EXERCISE INPUTS =
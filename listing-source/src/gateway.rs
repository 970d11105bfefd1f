use crate::rate_limiter::{RateLimitConfig, RateLimiter};
use crate::PageSource;
use async_trait::async_trait;
use jobscout_core::{AppConfig, CoreError, GatewayError, SearchQuery};
use reqwest::Client;
use std::time::Duration;
use tracing::{debug, error, info};
use url::Url;

const LINKEDIN_JOBS_SEARCH: &str = "https://www.linkedin.com/jobs/search/";
const SEARCH_LOCATION: &str = "India";
const GATEWAY_COUNTRY_CODE: &str = "in";

// Rendered pages routinely take longer than a plain fetch.
const GATEWAY_TIMEOUT: Duration = Duration::from_secs(70);

// Error bodies are kept short in logs.
const MAX_ERROR_BODY_CHARS: usize = 200;

/// Client for the ScraperAPI rendering gateway.
#[derive(Debug)]
pub struct ScraperApiClient {
    http_client: Client,
    api_url: String,
    api_key: String,
    rate_limiter: RateLimiter,
}

impl ScraperApiClient {
    pub fn new(
        api_url: String,
        api_key: String,
        rate_config: RateLimitConfig,
    ) -> Result<Self, CoreError> {
        let http_client = Client::builder().timeout(GATEWAY_TIMEOUT).build()?;

        Ok(Self {
            http_client,
            api_url,
            api_key,
            rate_limiter: RateLimiter::new(rate_config),
        })
    }

    pub fn from_config(config: &AppConfig) -> Result<Self, CoreError> {
        Self::new(
            config.scraper_api_url.clone(),
            config.scraper_api_key.clone(),
            RateLimitConfig::scraper_api(),
        )
    }

    /// LinkedIn search page the gateway is asked to render for `query`.
    pub fn target_url(query: &SearchQuery) -> Result<Url, GatewayError> {
        Url::parse_with_params(
            LINKEDIN_JOBS_SEARCH,
            &[("keywords", query.as_str()), ("location", SEARCH_LOCATION)],
        )
        .map_err(|_| GatewayError::InvalidTargetUrl {
            url: query.to_string(),
        })
    }

    async fn request_page(&self, target: &Url) -> Result<String, GatewayError> {
        let params = [
            ("api_key", self.api_key.as_str()),
            ("url", target.as_str()),
            ("render", "true"),
            ("country_code", GATEWAY_COUNTRY_CODE),
        ];

        debug!("Requesting rendered page for {}", target);
        let response = self
            .http_client
            .get(&self.api_url)
            .query(&params)
            .send()
            .await
            .map_err(|e| {
                error!("Network error calling gateway for {}: {}", target, e);
                if e.is_timeout() {
                    GatewayError::RequestTimeout
                } else {
                    GatewayError::Network {
                        reason: e.to_string(),
                    }
                }
            })?;

        let status = response.status();
        if !status.is_success() {
            let body = response.text().await.unwrap_or_default();
            error!("Gateway returned {} for {}", status, target);
            return Err(GatewayError::Status {
                status_code: status.as_u16(),
                message: body.chars().take(MAX_ERROR_BODY_CHARS).collect(),
            });
        }

        let html = response.text().await.map_err(|e| GatewayError::Network {
            reason: format!("failed to read gateway response: {}", e),
        })?;

        info!("Received {} bytes of HTML for {}", html.len(), target);
        Ok(html)
    }

    pub fn delay_after_request(&self) -> Duration {
        self.rate_limiter.delay_after_request()
    }
}

#[async_trait]
impl PageSource for ScraperApiClient {
    async fn fetch_raw_page(&self, query: &SearchQuery) -> Result<String, GatewayError> {
        let target = Self::target_url(query)?;
        let result = self.request_page(&target).await;
        self.rate_limiter.pause_after_request().await;
        result
    }
}
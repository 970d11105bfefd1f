use std::time::Duration;
use tokio::time::sleep;

#[derive(Debug, Clone)]
pub struct RateLimitConfig {
    /// Pause taken after every gateway request, successful or not.
    pub delay_after_request: Duration,
}

impl RateLimitConfig {
    pub fn scraper_api() -> Self {
        Self {
            delay_after_request: Duration::from_secs(2),
        }
    }

    pub fn with_delay(delay_after_request: Duration) -> Self {
        Self {
            delay_after_request,
        }
    }
}

impl Default for RateLimitConfig {
    fn default() -> Self {
        Self::scraper_api()
    }
}

/// Fixed-delay pacing for a strictly sequential caller. The delay is not
/// adaptive: every request is followed by the same pause.
#[derive(Debug)]
pub struct RateLimiter {
    config: RateLimitConfig,
}

impl RateLimiter {
    pub fn new(config: RateLimitConfig) -> Self {
        Self { config }
    }

    pub fn delay_after_request(&self) -> Duration {
        self.config.delay_after_request
    }

    pub async fn pause_after_request(&self) {
        let delay = self.config.delay_after_request;
        if !delay.is_zero() {
            tracing::debug!("Pausing {:?} before the next gateway request", delay);
            sleep(delay).await;
        }
    }
}

#[cfg(test)]
mod tests {
    use super::*;
    use std::time::Instant;

    #[test]
    fn test_scraper_api_defaults_to_two_seconds() {
        assert_eq!(
            RateLimitConfig::scraper_api().delay_after_request,
            Duration::from_secs(2)
        );
        assert_eq!(
            RateLimiter::new(RateLimitConfig::default()).delay_after_request(),
            Duration::from_secs(2)
        );
    }

    #[tokio::test]
    async fn test_pause_waits_the_configured_delay() {
        let limiter = RateLimiter::new(RateLimitConfig::with_delay(Duration::from_millis(30)));

        let start = Instant::now();
        for _ in 0..2 {
            limiter.pause_after_request().await;
        }
        assert!(start.elapsed() >= Duration::from_millis(60));
    }
}
//! Process configuration.
//!
//! Values are looked up by their environment variable name. A TOML file may
//! supply the same settings under the lowercase key (`target_roles = [...]`);
//! environment variables always win over the file. Empty values count as unset.

use crate::error::ConfigError;
use std::collections::HashMap;
use std::path::Path;
use tracing::warn;

pub const DEFAULT_SCRAPER_API_URL: &str = "http://api.scraperapi.com";
pub const DEFAULT_TARGET_ROLES: &str = "localization project manager";
pub const DEFAULT_TARGET_LOCATIONS: &str = "remote";
pub const DEFAULT_MIN_FIT_SCORE: u8 = 75;
/// 09:00 every day (seconds-first cron syntax).
pub const DEFAULT_SCHEDULE_CRON: &str = "0 0 9 * * *";
pub const DEFAULT_SCHEDULE_TIMEZONE: &str = "Asia/Kolkata";

#[derive(Debug, Clone, Copy, PartialEq, Eq)]
pub enum RunMode {
    /// One pipeline pass, then exit.
    Once,
    /// One pass at startup, then daily on the configured schedule.
    Scheduled,
}

#[derive(Debug, Clone, PartialEq, Eq)]
pub enum StorageConfig {
    Postgrest { url: String, anon_key: String },
    Sqlite { url: String },
}

impl StorageConfig {
    pub fn backend_name(&self) -> &'static str {
        match self {
            StorageConfig::Postgrest { .. } => "supabase",
            StorageConfig::Sqlite { .. } => "sqlite",
        }
    }
}

#[derive(Debug, Clone)]
pub struct AppConfig {
    pub scraper_api_key: String,
    pub scraper_api_url: String,
    pub storage: StorageConfig,
    pub target_roles: Vec<String>,
    pub target_locations: Vec<String>,
    pub min_fit_score: u8,
    pub run_mode: RunMode,
    pub schedule_cron: String,
    pub schedule_timezone: String,
}

impl AppConfig {
    pub fn load(source: &ConfigSource) -> Result<Self, ConfigError> {
        let scraper_api_key = source
            .get("SCRAPER_API_KEY")
            .ok_or_else(|| ConfigError::MissingField {
                field: "SCRAPER_API_KEY".to_string(),
            })?;

        let storage = storage_config(source).ok_or(ConfigError::MissingStorage)?;

        Ok(Self {
            scraper_api_key,
            scraper_api_url: source
                .get("SCRAPER_API_URL")
                .unwrap_or_else(|| DEFAULT_SCRAPER_API_URL.to_string()),
            storage,
            target_roles: target_roles(source),
            target_locations: target_locations(source),
            min_fit_score: min_fit_score(source),
            run_mode: run_mode(source),
            schedule_cron: source
                .get("SCHEDULE_CRON")
                .unwrap_or_else(|| DEFAULT_SCHEDULE_CRON.to_string()),
            schedule_timezone: source
                .get("SCHEDULE_TZ")
                .unwrap_or_else(|| DEFAULT_SCHEDULE_TIMEZONE.to_string()),
        })
    }

    pub fn with_run_mode(mut self, run_mode: RunMode) -> Self {
        self.run_mode = run_mode;
        self
    }

    /// Location stamped on every parsed listing.
    pub fn primary_location(&self) -> &str {
        self.target_locations
            .first()
            .map(String::as_str)
            .unwrap_or(DEFAULT_TARGET_LOCATIONS)
    }
}

/// Presence check of the settings a run needs, without failing on missing ones.
#[derive(Debug, Clone, PartialEq, Eq)]
pub struct SetupReport {
    pub scraper_key_loaded: bool,
    pub storage_backend: Option<&'static str>,
    pub target_roles: Vec<String>,
    pub target_locations: Vec<String>,
}

impl SetupReport {
    pub fn inspect(source: &ConfigSource) -> Self {
        Self {
            scraper_key_loaded: source.get("SCRAPER_API_KEY").is_some(),
            storage_backend: storage_config(source).map(|s| s.backend_name()),
            target_roles: target_roles(source),
            target_locations: target_locations(source),
        }
    }

    pub fn is_ready(&self) -> bool {
        self.scraper_key_loaded && self.storage_backend.is_some()
    }
}

#[derive(Debug, Clone, Default)]
pub struct ConfigSource {
    read_env: bool,
    values: HashMap<String, String>,
}

impl ConfigSource {
    pub fn env() -> Self {
        Self {
            read_env: true,
            values: HashMap::new(),
        }
    }

    /// Environment variables layered over the settings of a TOML file.
    pub fn env_with_file(path: &Path) -> Result<Self, ConfigError> {
        let text = std::fs::read_to_string(path).map_err(|_| ConfigError::FileNotFound {
            path: path.display().to_string(),
        })?;
        let mut source = Self::from_toml_str(&text)?;
        source.read_env = true;
        Ok(source)
    }

    pub fn from_toml_str(text: &str) -> Result<Self, ConfigError> {
        let table: toml::Table = text.parse()?;
        let values = table
            .into_iter()
            .filter_map(|(key, value)| toml_value_to_string(value).map(|v| (key.to_uppercase(), v)))
            .collect();

        Ok(Self {
            read_env: false,
            values,
        })
    }

    pub fn from_pairs<I, K, V>(pairs: I) -> Self
    where
        I: IntoIterator<Item = (K, V)>,
        K: Into<String>,
        V: Into<String>,
    {
        Self {
            read_env: false,
            values: pairs
                .into_iter()
                .map(|(k, v)| (k.into(), v.into()))
                .collect(),
        }
    }

    pub fn get(&self, key: &str) -> Option<String> {
        let from_env = if self.read_env {
            std::env::var(key).ok()
        } else {
            None
        };

        from_env
            .filter(|v| !v.trim().is_empty())
            .or_else(|| self.values.get(key).cloned())
            .filter(|v| !v.trim().is_empty())
    }
}

fn toml_value_to_string(value: toml::Value) -> Option<String> {
    match value {
        toml::Value::String(s) => Some(s),
        toml::Value::Integer(i) => Some(i.to_string()),
        toml::Value::Boolean(b) => Some(b.to_string()),
        toml::Value::Array(items) => {
            let parts: Vec<String> = items.into_iter().filter_map(toml_value_to_string).collect();
            Some(parts.join(","))
        }
        _ => None,
    }
}

fn storage_config(source: &ConfigSource) -> Option<StorageConfig> {
    let supabase_url = source.get("SUPABASE_URL");
    let supabase_key = source.get("SUPABASE_ANON_KEY");
    if let (Some(url), Some(anon_key)) = (supabase_url, supabase_key) {
        return Some(StorageConfig::Postgrest { url, anon_key });
    }
    source
        .get("DATABASE_URL")
        .map(|url| StorageConfig::Sqlite { url })
}

fn split_list(raw: &str) -> Vec<String> {
    raw.split(',')
        .map(str::trim)
        .filter(|item| !item.is_empty())
        .map(str::to_string)
        .collect()
}

fn list_or_default(source: &ConfigSource, key: &str, default: &str) -> Vec<String> {
    let items = source.get(key).map(|raw| split_list(&raw)).unwrap_or_default();
    if items.is_empty() {
        split_list(default)
    } else {
        items
    }
}

fn target_roles(source: &ConfigSource) -> Vec<String> {
    list_or_default(source, "TARGET_ROLES", DEFAULT_TARGET_ROLES)
}

fn target_locations(source: &ConfigSource) -> Vec<String> {
    list_or_default(source, "TARGET_LOCATIONS", DEFAULT_TARGET_LOCATIONS)
}

/// Reads the leading integer of `MIN_FIT_SCORE`, so "80.5" and "80abc" mean 80.
/// Anything without leading digits, or above 100, falls back to the default.
fn min_fit_score(source: &ConfigSource) -> u8 {
    let Some(raw) = source.get("MIN_FIT_SCORE") else {
        return DEFAULT_MIN_FIT_SCORE;
    };

    let digits: String = raw
        .trim()
        .chars()
        .take_while(|c| c.is_ascii_digit())
        .collect();
    match digits.parse::<u32>() {
        Ok(score) if score <= 100 => score as u8,
        _ => {
            warn!(
                "Invalid MIN_FIT_SCORE '{}', using default {}",
                raw, DEFAULT_MIN_FIT_SCORE
            );
            DEFAULT_MIN_FIT_SCORE
        }
    }
}

fn run_mode(source: &ConfigSource) -> RunMode {
    let environment = source.get("JOBSCOUT_ENV").or_else(|| source.get("NODE_ENV"));
    match environment.as_deref() {
        Some("production") => RunMode::Scheduled,
        _ => RunMode::Once,
    }
}
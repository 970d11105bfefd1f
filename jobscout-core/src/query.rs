use crate::types::SearchQuery;

/// Builds the search queries for one run: for every role an exact-phrase query
/// across all locations, followed by a `<role> remote` query per role.
pub fn build_search_queries(roles: &[String], locations: &[String]) -> Vec<SearchQuery> {
    let location_clause = locations.join(" OR ");

    let phrase_queries = roles
        .iter()
        .map(|role| SearchQuery::new(format!("\"{}\" jobs {}", role, location_clause)));
    let remote_queries = roles
        .iter()
        .map(|role| SearchQuery::new(format!("{} remote", role)));

    phrase_queries.chain(remote_queries).collect()
}

#[cfg(test)]
mod tests {
    use super::*;

    fn strings(values: &[&str]) -> Vec<String> {
        values.iter().map(|v| v.to_string()).collect()
    }

    #[test]
    fn test_two_queries_per_role() {
        let queries = build_search_queries(&strings(&["a", "b"]), &strings(&["x"]));
        assert_eq!(queries.len(), 4);
    }

    #[test]
    fn test_query_shapes_and_order() {
        let queries = build_search_queries(
            &strings(&["localization project manager", "transcreation lead"]),
            &strings(&["remote", "Bangalore"]),
        );

        let texts: Vec<&str> = queries.iter().map(|q| q.as_str()).collect();
        assert_eq!(
            texts,
            vec![
                "\"localization project manager\" jobs remote OR Bangalore",
                "\"transcreation lead\" jobs remote OR Bangalore",
                "localization project manager remote",
                "transcreation lead remote",
            ]
        );
    }

    #[test]
    fn test_no_roles_yields_no_queries() {
        assert!(build_search_queries(&[], &strings(&["remote"])).is_empty());
    }
}
//! Search-page acquisition and listing extraction.
//!
//! [`PageSource`] hides how raw result pages are obtained and
//! [`ListingParser`] hides the page layout; the pipeline only sees these two
//! traits.

pub mod gateway;
pub mod parser;
pub mod rate_limiter;


pub use gateway::ScraperApiClient;
pub use parser::{CardLayout, CardParser, LINKEDIN_HOST, MAX_LISTINGS_PER_QUERY};
pub use rate_limiter::{RateLimitConfig, RateLimiter};

use async_trait::async_trait;
use chrono::{DateTime, Utc};
use jobscout_core::{GatewayError, JobListing, SearchQuery};

#[async_trait]
pub trait PageSource: Send + Sync {
    /// Returns the raw HTML of the search-results page for `query`.
    async fn fetch_raw_page(&self, query: &SearchQuery) -> Result<String, GatewayError>;
}

pub trait ListingParser: Send + Sync {
    fn parse_listings(&self, html: &str, fetched_at: DateTime<Utc>) -> Vec<JobListing>;
}
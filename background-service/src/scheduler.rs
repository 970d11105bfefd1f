use crate::pipeline::{Pipeline, RunReport};
use chrono_tz::Tz;
use jobscout_core::{ConfigError, CoreError};
use std::sync::Arc;
use tokio::sync::Mutex;
use tokio_cron_scheduler::{Job, JobScheduler, JobSchedulerError};
use tracing::{info, warn};

/// Allows at most one pipeline run at a time across all triggers.
#[derive(Debug, Clone, Default)]
pub struct RunGuard {
    lock: Arc<Mutex<()>>,
}

impl RunGuard {
    pub fn new() -> Self {
        Self::default()
    }

    pub fn is_running(&self) -> bool {
        self.lock.try_lock().is_err()
    }

    /// Runs the pipeline unless another run holds the guard, in which case
    /// this trigger is dropped and `None` is returned.
    pub async fn run_exclusive(&self, pipeline: &Pipeline, trigger: &str) -> Option<RunReport> {
        let _running = match self.lock.try_lock() {
            Ok(guard) => guard,
            Err(_) => {
                warn!("Skipping {} run: previous run still in progress", trigger);
                return None;
            }
        };

        info!("Starting {} run", trigger);
        Some(pipeline.run().await)
    }
}

#[derive(Debug, Clone, PartialEq)]
pub struct DailySchedule {
    pub cron: String,
    pub timezone: Tz,
}

impl DailySchedule {
    pub fn new(cron: &str, timezone: &str) -> Result<Self, CoreError> {
        let timezone = timezone.parse::<Tz>().map_err(|_| ConfigError::InvalidValue {
            field: "SCHEDULE_TZ".to_string(),
            value: timezone.to_string(),
        })?;

        Ok(Self {
            cron: cron.to_string(),
            timezone,
        })
    }

    /// Builds a started scheduler that fires the guarded pipeline on this schedule.
    pub async fn start(
        &self,
        pipeline: Arc<Pipeline>,
        guard: RunGuard,
    ) -> Result<JobScheduler, CoreError> {
        let scheduler = JobScheduler::new().await.map_err(scheduler_error)?;

        let job = Job::new_async_tz(self.cron.as_str(), self.timezone, move |_uuid, _lock| {
            let pipeline = pipeline.clone();
            let guard = guard.clone();
            Box::pin(async move {
                info!("Daily job search starting...");
                guard.run_exclusive(&pipeline, "scheduled").await;
            })
        })
        .map_err(scheduler_error)?;

        scheduler.add(job).await.map_err(scheduler_error)?;
        scheduler.start().await.map_err(scheduler_error)?;

        info!("Scheduled job search '{}' ({})", self.cron, self.timezone);
        Ok(scheduler)
    }
}

fn scheduler_error(e: JobSchedulerError) -> CoreError {
    CoreError::Scheduler {
        message: format!("{:?}", e),
    }
}
pub mod postgrest;
pub mod sqlite;


pub use postgrest::PostgrestStore;
pub use sqlite::SqliteStore;

use async_trait::async_trait;
use jobscout_core::{CoreError, ScoredListing, StorageConfig, StorageError};
use std::sync::Arc;

/// Destination table for accepted listings.
pub const JOBS_TABLE: &str = "jobs";

#[async_trait]
pub trait ListingStore: Send + Sync {
    /// Inserts the whole batch in one call and returns the number of rows accepted.
    /// On error no row of the batch is considered saved.
    async fn insert_listings(&self, listings: &[ScoredListing]) -> Result<usize, StorageError>;
}

/// Opens the backend selected by the configuration. SQLite databases are
/// created and migrated on first use.
pub async fn open_store(storage: &StorageConfig) -> Result<Arc<dyn ListingStore>, CoreError> {
    match storage {
        StorageConfig::Postgrest { url, anon_key } => {
            let store = PostgrestStore::new(url.clone(), anon_key.clone())?;
            Ok(Arc::new(store))
        }
        StorageConfig::Sqlite { url } => {
            let mut store = SqliteStore::new(url.clone());
            store.connect().await?;
            store.run_migrations().await?;
            Ok(Arc::new(store))
        }
    }
}
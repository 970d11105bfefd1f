use chrono::{DateTime, Utc};
use serde::{Deserialize, Serialize};
use std::fmt;

/// Fixed tag written to `source` for every listing scraped from LinkedIn.
pub const LINKEDIN_SOURCE: &str = "linkedin";

/// Maximum number of characters kept from a card's visible text.
pub const EXCERPT_MAX_CHARS: usize = 500;

#[derive(Debug, Clone, PartialEq, Eq)]
pub struct SearchQuery(String);

impl SearchQuery {
    pub fn new(text: impl Into<String>) -> Self {
        Self(text.into())
    }

    pub fn as_str(&self) -> &str {
        &self.0
    }
}

impl fmt::Display for SearchQuery {
    fn fmt(&self, f: &mut fmt::Formatter<'_>) -> fmt::Result {
        f.write_str(&self.0)
    }
}

/// One job posting candidate as parsed from a search-results page.
#[derive(Debug, Clone, PartialEq, Serialize, Deserialize)]
pub struct JobListing {
    pub title: String,
    pub company: String,
    pub link: String,
    #[serde(rename = "description")]
    pub excerpt: String,
    pub location: String,
    pub source: String,
    pub created_at: DateTime<Utc>,
}

impl JobListing {
    /// Returns `None` unless title, company and link are all non-empty after trimming.
    pub fn new(
        title: &str,
        company: &str,
        link: String,
        excerpt: &str,
        location: String,
        created_at: DateTime<Utc>,
    ) -> Option<Self> {
        let title = title.trim();
        let company = company.trim();
        if title.is_empty() || company.is_empty() || link.trim().is_empty() {
            return None;
        }

        Some(Self {
            title: title.to_string(),
            company: company.to_string(),
            link,
            excerpt: truncate_chars(excerpt, EXCERPT_MAX_CHARS),
            location,
            source: LINKEDIN_SOURCE.to_string(),
            created_at,
        })
    }
}

/// A listing together with its fit score; this is the persisted row shape.
#[derive(Debug, Clone, PartialEq, Serialize, Deserialize)]
pub struct ScoredListing {
    #[serde(flatten)]
    pub listing: JobListing,
    pub fit_score: u8,
}

impl ScoredListing {
    pub fn new(listing: JobListing, fit_score: u8) -> Self {
        Self { listing, fit_score }
    }
}

fn truncate_chars(text: &str, max_chars: usize) -> String {
    match text.char_indices().nth(max_chars) {
        Some((byte_index, _)) => text[..byte_index].to_string(),
        None => text.to_string(),
    }
}
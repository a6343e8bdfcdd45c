//! `parameterize HWCONFIG TEMPLATE:OUTFILE`: render one template.

use std::path::Path;

use anyhow::{Context, Result};
use parameterize_hwconfig::{has_expected_extension, HwConfig};
use parameterize_render::{Generator, RenderOutcome, TemplateSpec};

/// Load `config_path`, render the `TEMPLATE:OUTFILE` pair in `spec`, and
/// report a template failure on stdout.
///
/// Template failures are not errors: the trace is printed and the outcome
/// returned. Everything else (bad spec, unreadable or incomplete config,
/// unreadable template, unwritable output) is.
pub fn run(config_path: &Path, spec: &str, base_dir: &Path) -> Result<RenderOutcome> {
    if !has_expected_extension(config_path) {
        println!(
            "hw config file {} doesn't end with .yml - is this a mistake?",
            config_path.display()
        );
    }

    let spec: TemplateSpec = spec.parse()?;
    let config = HwConfig::load(config_path)
        .with_context(|| format!("loading {}", config_path.display()))?;

    log::info!(
        "rendering {} from {} into {}",
        base_dir.join(&spec.template).display(),
        config_path.display(),
        spec.output.display()
    );

    let mut generator = Generator::new(base_dir);
    let outcome = generator
        .run(&config, &spec)
        .with_context(|| format!("generating {spec}"))?;

    if let RenderOutcome::Failed { trace } = &outcome {
        println!("{trace}");
    }
    Ok(outcome)
}
//! Template rendering for the parameterize driver generator.
//!
//! Turns a [`HwConfig`](parameterize_hwconfig::HwConfig) into a flat
//! [`Namespace`] and renders one Tera template against it.
//!
//! ## Modules
//!
//! - [`spec`] — `TEMPLATE:OUTFILE` argument parsing
//! - [`namespace`] — configuration plus derived stream names
//! - [`filters`] — custom Tera filters (`hex`)
//! - [`engine`] — Tera wrapper and error traces
//! - [`job`] — one-shot generation with the fatal / reported error split

pub mod engine;
pub mod error;
pub mod filters;
pub mod job;
pub mod namespace;
pub mod spec;

pub use engine::{error_trace, TemplateEngine};
pub use error::RenderError;
pub use job::{Generator, RenderOutcome, TemplateJob};
pub use namespace::{generation_date, Namespace, DATE_FORMAT, TOOL_NAME};
pub use spec::TemplateSpec;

WHAT YOU WILL DO = Scan the records above for the word "match" and return every line where it occurs.

WRITTEN REPLY =
        match self {
    match value {
    match digits.parse::<u32>() {
    match environment.as_deref() {
        let _running = match self.lock.try_lock() {
    match storage {
    match text.char_indices().nth(max_chars) {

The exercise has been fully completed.